One day the staff was having a lot of trouble getting a mailing printed. I was fine with that because I could sit around and gab until it was ready for me to stuff into envelopes. This was something that was done every day, so it was kind of curious that they couldn't get it to work, but one field was just not filling. Eventually I wandered over to take a look.

Green on black, 25x80 DOS computing was a much simpler world than what we have now. You could more or less see everything involved in a problem* and it was just a matter of spotting your issue and getting on with your work. In this case they had Name, Addr1, Addr2, City, etc data fields and Addr1 was not filling. We re-pulled the data, we ran a doc from yesterday, we had Pat retype the thing. It was weird. Then I had her re-type it again and watched closely. Ah! We fixed the invisible typo and they were off to the races.

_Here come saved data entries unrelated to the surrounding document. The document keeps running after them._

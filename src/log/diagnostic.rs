use super::{Pointer, RED, RESET};
use crate::{log::Visual, region::Region};
use std::fmt::{Debug, Display, Formatter, Result};

/// Describes a failure, and allows adding a contextual help text and visualization.
///
/// # Examples
///
/// Creating a [`Diagnostic`] that includes a [`Visual`] of type [`Pointer`]:
///
/// ```
/// use hashblock::Diagnostic;
///
/// let diagnostic = Diagnostic::build("too_many_endings")
///     .with_pointer("one\n##/##", 4..9)
///     .with_name("index.html")
///     .with_help("there is no open `if` or `each` block to close");
///
/// assert_eq!(diagnostic.get_name(), Some("index.html"));
/// ```
///
/// When printed with `println!("{:#}", diagnostic)` the [`Diagnostic`] produces this output:
///
/// ```text
/// error: too_many_endings
///  --> index.html:2:1
///   |
/// 2 | ##/##
///   | ^^^^^
///   |
///   = help: there is no open `if` or `each` block to close
/// ```
pub struct Diagnostic {
    /// Describes the cause of the [`Diagnostic`].
    reason: String,
    /// A visualization to help illustrate the [`Diagnostic`].
    visual: Option<Box<dyn Visual + Send + Sync>>,
    /// Additional information to display with the [`Diagnostic`].
    help: Option<String>,
    /// The name of the Template that the [`Diagnostic`] comes from.
    name: Option<String>,
}

impl Diagnostic {
    /// Create a new [`Diagnostic`] with the given reason text.
    ///
    /// The additional fields may be populated using the various methods
    /// defined on `Diagnostic`.
    pub fn build<T>(reason: T) -> Self
    where
        T: Into<String>,
    {
        Diagnostic {
            reason: reason.into(),
            name: None,
            visual: None,
            help: None,
        }
    }

    /// Set the name text, which is the name of the [`Template`][`crate::Template`]
    /// that the [`Diagnostic`] is related to.
    pub fn with_name<T>(mut self, text: T) -> Self
    where
        T: Into<String>,
    {
        self.name = Some(text.into());

        self
    }

    /// Set the [`Visual`], which is a visualization that helps illustrate the
    /// cause of the failure.
    pub fn with_visual(mut self, visual: impl Visual + Send + Sync + 'static) -> Self {
        self.visual = Some(Box::new(visual));

        self
    }

    /// Set the visualization to a new [`Pointer`] with the given source text and
    /// [`Region`].
    ///
    /// This is a shortcut for creating a `Pointer` yourself and passing it to
    /// `with_visual`.
    pub fn with_pointer<T>(self, source: &str, region: T) -> Self
    where
        T: Into<Region>,
    {
        self.with_visual(Pointer::new(source, region.into()))
    }

    /// Set the help text, which is contextual information to accompany the
    /// reason text.
    pub fn with_help<T>(mut self, text: T) -> Self
    where
        T: Into<String>,
    {
        self.help = Some(text.into());

        self
    }

    /// Return the reason text.
    pub fn get_reason(&self) -> &str {
        &self.reason
    }

    /// Return the help text, if any.
    pub fn get_help(&self) -> Option<&str> {
        self.help.as_deref()
    }

    /// Return the name of the `Template` that the failure is related to.
    pub fn get_name(&self) -> Option<&str> {
        self.name.as_deref()
    }
}

impl Debug for Diagnostic {
    fn fmt(&self, f: &mut Formatter<'_>) -> Result {
        f.debug_struct("Diagnostic")
            .field("reason", &self.reason)
            .field("name", &self.name)
            .field("visual", &self.visual)
            .field("help", &self.help)
            .finish()
    }
}

impl Display for Diagnostic {
    fn fmt(&self, f: &mut Formatter<'_>) -> Result {
        if !f.alternate() {
            return write!(f, "error: {}", self.reason);
        }

        write!(f, "{RED}error{RESET}: {}", self.reason)?;
        match &self.visual {
            Some(visual) => visual.display(f, self.name.as_deref(), self.help.as_deref()),
            None => match &self.help {
                Some(help) => write!(f, "\n  = help: {help}\n"),
                None => Ok(()),
            },
        }
    }
}

impl PartialEq for Diagnostic {
    fn eq(&self, other: &Self) -> bool {
        self.reason == other.reason && self.help == other.help && self.name == other.name
    }
}

#[cfg(test)]
mod tests {
    use super::Diagnostic;

    #[test]
    fn test_display_plain() {
        let diagnostic = Diagnostic::build("too_many_endings").with_help("close fewer blocks");

        assert_eq!(diagnostic.to_string(), "error: too_many_endings");
    }

    #[test]
    fn test_display_alternate() {
        let diagnostic = Diagnostic::build("too_many_endings")
            .with_pointer("one\n##/##", 4..9)
            .with_name("index.html")
            .with_help("close fewer blocks");
        let output = format!("{diagnostic:#}");

        assert!(output.contains("--> index.html:2:1"));
        assert!(output.contains("2 | ##/##"));
        assert!(output.contains("^^^^^"));
        assert!(output.contains("= help: close fewer blocks"));
    }

    #[test]
    fn test_display_alternate_without_visual() {
        let diagnostic = Diagnostic::build("missing template").with_help("add it first");
        let output = format!("{diagnostic:#}");

        assert!(output.ends_with("= help: add it first\n"));
    }
}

What was the typo? Well our staff was still using typewriters every day, and one habit that old secretaries frequently had was using a lower case L instead of the number 1. Most machines before the Selectrics didn't have a 1/! key, and when IBM added it many typists didn't bother using it as Courier was very forgiving in that regard. PCs, on the other hand, noticed the difference, and they were quite particular about not using an L in your variable names.

* Unless you were farting around with extended or expanded memory. Blerg.